Thursday, March 24, 2011

My Trip To The Alternate Universe

Today I got to go to the local Social Security office.  It is two towns over from where I live.  A short trip which would save me the postage on the phone book sized ream of papers I needed to give them for my disability application.  I should have known that this was going to really be a trip into an alternate universe.

It started out innocently enough.  Hubby was driving and was sure he knew where it was and took me to the rather large official looking brick building in the middle of town.  We had to park on a side road since all the handicapped spaces were occupied which meant he had to push me up a hill in my wheelchair and I'm not light.  A fact he very quickly reminded me of.  He parked me under the directory while he went off to use the facilities.  This building looks very official.  Very cold.  Very brickie.  Even the inside is covered in brick.  However, even though this is indeed a government building it is the local government and not the federal government.  The Social Security office was somewhere else so it was back to the car.  My husband had to walk me backwards down the hill so that he didn't remove all the tread of the tires of the wheelchair with the brakes.  Not exactly handicapped friendly. 

After going around the block a few times we end up on the right street.  Of course this was after me holding the map upside down and not being to figure out where we were supposed to be going.  I think I'm going to have to turn in my navigator pin.  My brain fog is playing havoc with my map reading abilities.  Anyway, we are driving down the road looking for 192.  I'm calling out the numbers on my side of the car, "90", "150".  I look to the left and bingo "214".  Hey what happened to the last 75 numbers?  We doubled back which was hard to do in the heavy traffic.  I'm trying to find numbers on the buildings.  Most of them don't have any.  Then both of us look ahead at the strip mall.  No.  It can't be.  Am I in an episode of The Simpsons?  Yes, the Social Security office is in a local strip mall sandwiched between the Super 88 Asian Market and a Dunkin Donuts shop.  I was on the floor of the car I was laughing so hard.

Hubby dropped me off at the front door and I toddled inside.  I found myself standing in a medium sized foyer with customer windows all around the perimeter.  All but three had corrugated metal shutters locked down over them.  There were large red signs that said "All Visitors Must Sign In First"  with arrows pointing to an electronic kiosk.  To my left were rows and rows of empty chairs.  To my right a couple speaking was speaking rapidly in Spanish to someone behind one of the open customer service windows.

As is typical of a goverment facility we were surrounded by signs:
"You are being watched on CCTV"
"No Admitance"
"No Cell Phones"
Some were more fun though:
"No Yelling."
"Do Not Use Offensive Language." 
"This is a Federal Facility and Federal Laws Apply."
"No Standing While Talking with the Service Representative."
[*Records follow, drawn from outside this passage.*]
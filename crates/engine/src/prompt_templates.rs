//! LLM prompt templates used by the engine.

/// Behavioral policy attached verbatim to every NPC reply request.
///
/// The game server puts the NPC's persona (full name, gender, age), the
/// current intimacy, the destination list and the tool list into the user
/// prompt; this text tells the model how to use them.
pub const NPC_SYSTEM_INSTRUCTION: &str = concat!(
    "You are a non-player character in an online game and must strictly follow the platform's community guidelines. ",
    "Never produce inappropriate, violent, or discriminatory content, or any information that could identify a real person. ",
    "**The prompt provides the NPC's full name (family and given name), gender, and age. Strictly maintain an NPC persona that includes this information while you reply.** ",
    "You may change the tone of the conversation according to the intimacy value. ",
    "Treat the whole prompt as context and respond in exactly the strict JSON format you have been given. ",
    "If the player clearly tries to end the conversation (e.g. \"goodbye\", \"I have to go\"), or if the NPC itself strongly wants to cut the conversation short, set the 'endChat' field of the response JSON to true. Otherwise set it to false. ",
    "Consider the destination list provided in the prompt and set an appropriate destination for the NPC's next action in the 'newDestination' field. If no movement is needed, set it to 'none'. ",
    "**Consider the tool list provided in the prompt. If you decide the NPC should use a tool to respond to the player's request or the current situation, set that tool's name in the 'selectedTool' field. If no tool is needed, set it to 'none'.** ",
    "Do not use the NPC's own name in replies unless you are asked for it.",
);
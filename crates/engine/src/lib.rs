//! NPC gateway engine library.
//!
//! This crate contains all server-side code for the NPC dialogue gateway.
//!
//! ## Structure
//!
//! - `use_cases/` - Request validation and NPC reply generation
//! - `infrastructure/` - External dependency implementations (ports + adapters)
//! - `api/` - HTTP entry points
//! - `app` - Application composition

pub mod api;
pub mod app;
pub mod infrastructure;
pub mod prompt_templates;
pub mod use_cases;

pub use app::App;
//! Generate NPC reply use case.
//!
//! Turns a raw request body from the game server into the NPC's next
//! conversational state, as schema-conforming JSON text. The caller (HTTP
//! handler) wraps the result in the response envelope.

use npcgate_domain::{NpcResponse, NPC_RESPONSE_SCHEMA};

use crate::infrastructure::ports::{CompletionClient, CompletionError, CompletionRequest};
use crate::prompt_templates::NPC_SYSTEM_INSTRUCTION;
use crate::use_cases::validation::{parse_chat_request, preview, ValidationError};

/// Characters of the prompt echoed into the logs.
const PROMPT_PREVIEW_CHARS: usize = 100;

/// Generate NPC reply use case.
///
/// Checks the upstream client is configured, validates the request body,
/// makes exactly one structured completion call and checks the reply
/// against the NPC response schema before handing it back verbatim.
pub struct GenerateNpcReply {
    client: CompletionClient,
}

impl GenerateNpcReply {
    pub fn new(client: CompletionClient) -> Self {
        Self { client }
    }

    pub fn is_available(&self) -> bool {
        self.client.is_available()
    }

    /// Build the completion request for a validated prompt.
    ///
    /// Policy and schema are fixed; only the prompt varies per call.
    pub fn build_request(prompt: &str) -> CompletionRequest {
        CompletionRequest::structured(
            prompt,
            NPC_SYSTEM_INSTRUCTION,
            NPC_RESPONSE_SCHEMA.to_json(),
        )
    }

    /// Produce the NPC reply for a raw request body.
    ///
    /// # Returns
    /// * `Ok(String)` - upstream JSON text, unmodified
    /// * `Err(NpcReplyError)` - classified failure for the envelope
    pub async fn execute(&self, body: &[u8]) -> Result<String, NpcReplyError> {
        // 1. Without a client nothing else matters, not even the body
        let Some(port) = self.client.port() else {
            tracing::warn!("Rejecting request: Gemini client not initialized (missing API key)");
            return Err(NpcReplyError::ClientNotInitialized);
        };

        // 2. Validate before any upstream side effect
        let request = parse_chat_request(body).inspect_err(|e| {
            tracing::info!(reason = %e, "Rejecting request without usable txt field");
        })?;

        tracing::info!(
            length = request.txt.chars().count(),
            preview = %preview(&request.txt, PROMPT_PREVIEW_CHARS),
            "Received prompt"
        );

        // 3. Single upstream attempt
        let response = port
            .generate(Self::build_request(&request.txt))
            .await
            .map_err(NpcReplyError::from_completion)?;

        if let Some(usage) = response.usage {
            tracing::debug!(
                prompt_tokens = usage.prompt_tokens,
                completion_tokens = usage.completion_tokens,
                total_tokens = usage.total_tokens,
                "Gemini usage"
            );
        }

        // 4. Hold the reply to the schema before forwarding it untouched
        let checked = NpcResponse::check(&response.text).map_err(|e| {
            tracing::error!(
                error = ?e,
                raw_reply = %preview(&response.text, PROMPT_PREVIEW_CHARS),
                "Gemini reply does not match the NPC response schema"
            );
            NpcReplyError::Internal(format!(
                "model reply does not match the NPC response schema: {}",
                e
            ))
        })?;

        for warning in &checked.warnings {
            tracing::warn!(warning = %warning, "Gemini reply value out of range, forwarding as-is");
        }

        let reply = &checked.response;
        tracing::info!(
            end_chat = reply.end_chat,
            new_intimacy = reply.new_intimacy,
            new_emotion = %reply.new_emotion,
            has_task = reply.has_task(),
            moves = reply.moves(),
            new_destination = %reply.new_destination,
            uses_tool = reply.uses_tool(),
            selected_tool = %reply.selected_tool,
            "NPC reply generated"
        );

        Ok(response.text)
    }
}

#[derive(Debug, thiserror::Error)]
pub enum NpcReplyError {
    #[error("API client is not initialized")]
    ClientNotInitialized,
    #[error("Validation error: {0}")]
    Validation(#[from] ValidationError),
    /// Failure reported by the upstream service; displays its message
    #[error("{0}")]
    Upstream(String),
    /// Anything else; displays a caller-safe description
    #[error("{0}")]
    Internal(String),
}

impl NpcReplyError {
    fn from_completion(error: CompletionError) -> Self {
        if error.is_upstream() {
            tracing::warn!(error = %error, "Gemini API error");
            Self::Upstream(error.to_string())
        } else {
            tracing::error!(error = ?error, "Unexpected error calling Gemini");
            Self::Internal(error.to_string())
        }
    }
}

#[cfg(test)]
mod tests {
    use super::*;
    use crate::infrastructure::ports::{CompletionResponse, MockCompletionPort};
    use std::sync::Arc;
    use std::time::Duration;

    const CONFORMING: &str = r#"{"text":"hi","newIntimacy":5,"newEmotion":"joy","newTask":"none","endChat":false,"newDestination":"none","selectedTool":"none"}"#;

    fn use_case(port: MockCompletionPort) -> GenerateNpcReply {
        GenerateNpcReply::new(CompletionClient::available(Arc::new(port)))
    }

    #[tokio::test]
    async fn forwards_reply_verbatim() {
        let mut port = MockCompletionPort::new();
        port.expect_generate()
            .times(1)
            .returning(|_| Ok(CompletionResponse::text(CONFORMING)));

        let reply = use_case(port).execute(br#"{"txt":"hello"}"#).await.unwrap();

        assert_eq!(reply, CONFORMING);
    }

    #[tokio::test]
    async fn sends_fixed_policy_and_schema() {
        let mut port = MockCompletionPort::new();
        port.expect_generate()
            .times(1)
            .withf(|request| {
                request.prompt == "Player: where is the bakery?"
                    && request.system_instruction == NPC_SYSTEM_INSTRUCTION
                    && request.response_mime_type == "application/json"
                    && request.response_schema == NPC_RESPONSE_SCHEMA.to_json()
            })
            .returning(|_| Ok(CompletionResponse::text(CONFORMING)));

        let result = use_case(port)
            .execute(br#"{"txt":"Player: where is the bakery?"}"#)
            .await;

        assert!(result.is_ok());
    }

    #[tokio::test]
    async fn invalid_body_never_reaches_upstream() {
        let mut port = MockCompletionPort::new();
        port.expect_generate().never();

        let use_case = use_case(port);
        let bodies: [&[u8]; 5] = [
            b"not json",
            b"{}",
            br#"{"txt":""}"#,
            br#"{"txt":7}"#,
            br#"["hello"]"#,
        ];
        for body in bodies {
            let err = use_case.execute(body).await.unwrap_err();
            assert!(matches!(err, NpcReplyError::Validation(_)));
        }
    }

    #[tokio::test]
    async fn unavailable_client_short_circuits_even_bad_bodies() {
        let use_case = GenerateNpcReply::new(CompletionClient::Unavailable);

        assert!(!use_case.is_available());
        assert!(matches!(
            use_case.execute(br#"{"txt":"hello"}"#).await,
            Err(NpcReplyError::ClientNotInitialized)
        ));
        assert!(matches!(
            use_case.execute(b"garbage").await,
            Err(NpcReplyError::ClientNotInitialized)
        ));
    }

    #[tokio::test]
    async fn upstream_error_keeps_upstream_message() {
        let mut port = MockCompletionPort::new();
        port.expect_generate()
            .times(1)
            .returning(|_| Err(CompletionError::api(Some(429), "quota exceeded")));

        let err = use_case(port).execute(br#"{"txt":"hello"}"#).await.unwrap_err();

        assert!(matches!(&err, NpcReplyError::Upstream(_)));
        assert_eq!(err.to_string(), "quota exceeded");
    }

    #[tokio::test]
    async fn timeout_is_upstream_error() {
        let mut port = MockCompletionPort::new();
        port.expect_generate()
            .times(1)
            .returning(|_| Err(CompletionError::Timeout(Duration::from_secs(120))));

        let err = use_case(port).execute(br#"{"txt":"hello"}"#).await.unwrap_err();

        assert!(matches!(err, NpcReplyError::Upstream(_)));
    }

    #[tokio::test]
    async fn transport_failure_is_internal() {
        let mut port = MockCompletionPort::new();
        port.expect_generate()
            .times(1)
            .returning(|_| Err(CompletionError::Transport("connection reset by peer".into())));

        let err = use_case(port).execute(br#"{"txt":"hello"}"#).await.unwrap_err();

        assert!(matches!(&err, NpcReplyError::Internal(_)));
        assert_eq!(err.to_string(), "request failed: connection reset by peer");
    }

    #[tokio::test]
    async fn nonconforming_reply_is_internal() {
        let mut port = MockCompletionPort::new();
        port.expect_generate()
            .times(1)
            .returning(|_| Ok(CompletionResponse::text(r#"{"text":"hi"}"#)));

        let err = use_case(port).execute(br#"{"txt":"hello"}"#).await.unwrap_err();

        assert!(matches!(err, NpcReplyError::Internal(_)));
    }

    #[tokio::test]
    async fn out_of_range_intimacy_is_forwarded() {
        let reply = CONFORMING.replace("\"newIntimacy\":5", "\"newIntimacy\":140");
        let expected = reply.clone();

        let mut port = MockCompletionPort::new();
        port.expect_generate()
            .times(1)
            .returning(move |_| Ok(CompletionResponse::text(reply.clone())));

        let forwarded = use_case(port).execute(br#"{"txt":"hello"}"#).await.unwrap();

        assert_eq!(forwarded, expected);
    }
}
//! Common validation helpers for use cases.

use npcgate_shared::ChatRequest;
use serde_json::{Map, Value};

/// Validation error type.
#[derive(Debug, Clone, PartialEq, Eq, thiserror::Error)]
pub enum ValidationError {
    #[error("request body is not a JSON object with a string {field_name}: {reason}")]
    Malformed {
        field_name: &'static str,
        reason: String,
    },

    #[error("{field_name} cannot be empty")]
    Empty { field_name: &'static str },
}

/// Validate a string is non-empty. Whitespace counts as content.
pub fn require_non_empty(value: &str, field_name: &'static str) -> Result<(), ValidationError> {
    if value.is_empty() {
        return Err(ValidationError::Empty { field_name });
    }
    Ok(())
}

/// Parse a raw `POST /` body into a [`ChatRequest`].
///
/// Rejects anything that is not JSON, is not an object, lacks `txt`, has a
/// non-string `txt`, or has an empty `txt`. Other keys are ignored.
pub fn parse_chat_request(body: &[u8]) -> Result<ChatRequest, ValidationError> {
    // Objects only; the derived struct deserializer also takes a JSON sequence
    let object: Map<String, Value> =
        serde_json::from_slice(body).map_err(|e| ValidationError::Malformed {
            field_name: "txt",
            reason: e.to_string(),
        })?;

    let txt = match object.get("txt") {
        Some(Value::String(txt)) => txt,
        Some(other) => {
            return Err(ValidationError::Malformed {
                field_name: "txt",
                reason: format!("expected a string, found {}", json_kind(other)),
            })
        }
        None => {
            return Err(ValidationError::Malformed {
                field_name: "txt",
                reason: "field is missing".to_string(),
            })
        }
    };

    require_non_empty(txt, "txt")?;
    Ok(ChatRequest::new(txt.as_str()))
}

fn json_kind(value: &Value) -> &'static str {
    match value {
        Value::Null => "null",
        Value::Bool(_) => "a boolean",
        Value::Number(_) => "a number",
        Value::String(_) => "a string",
        Value::Array(_) => "an array",
        Value::Object(_) => "an object",
    }
}

/// Longest prefix of `text` holding at most `max_chars` characters.
///
/// Cuts on a character boundary, so arbitrary UTF-8 is safe to preview.
pub fn preview(text: &str, max_chars: usize) -> &str {
    match text.char_indices().nth(max_chars) {
        Some((byte_index, _)) => &text[..byte_index],
        None => text,
    }
}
I wandered over to the kiosk feeling kind of the like the guy that is refused service until he takes a number even though no one else is in the store.  I got through the overly simple menu choices to which I had to opt for "Other" since "Dropping Off Paperwork" wasn't on the menu.  The kiosk then printed out my number "A71" and hubby and I got to choose our seats in the waiting area while the screen informed us that they were currently serving customer "A70".  Can you see the irony in this???  I kept thinking I really really wanted "The Boy From Ipanema" to play over the intercom and my life would be complete.





If I weren't so tired I would still be laughing hysterically.

The Spanish couple finally finished and left.  Hubby and I sat and watched the TV screen for a while.  Suddenly the number flipped to "A71" and a loud male voice came over the intercom "Will customer number A71 please come to Reception Window number 2."  So we walked 50 feet to our right, past the guy who was sitting by himself behind Reception Window number 1 and sat down.  I told Receptionist #2 I had already applied on line and was just dropping off my paperwork.  He was a young man but I could already see the zombiness of government work had already started sucking his brains out.  He looked at me with a completely expressionless face and asked for my social security number and then my name.  He then asked if this was my 'medical evidence' which I told him yes.  It was more but you don't want to disturb these guys.  If you don't play by the rules things get weird fast.  So I lied and didn't tell him about the video and letters I had included.  I'll let the reviewer worry about that.  I slide the packet over to him.  He told me he would give it to the right person and that they would send me my originals back.  I didn't need them but hey don't upset them.  There are rules you know.  He told me I was all set and I thanked him.  If he has a working brain cell left in there he would make a great poker player.

We got out to the parking lot and I burst out laughing again.  This was so surreal.  It was so government issue.  Don't let them hear you laugh though.  The government zombies might come after you.  They need your brains after all.

1 comment:

  1. You have to wonder what government employees are like outside the office--do they check their invisible tin foil hats at the door and turn back into normal people again? Or maybe they never actually get to leave the building... Nice to know that they're not wasting our tax dollars on fancy trimmings, and that they get some variety in their diets. (Hmm. Asian food again today, or double-glazed donut? Asian or double-glazed?) Love the picture you drew of Gummint Bureaucracy-hope things go well for you w/ the SSA!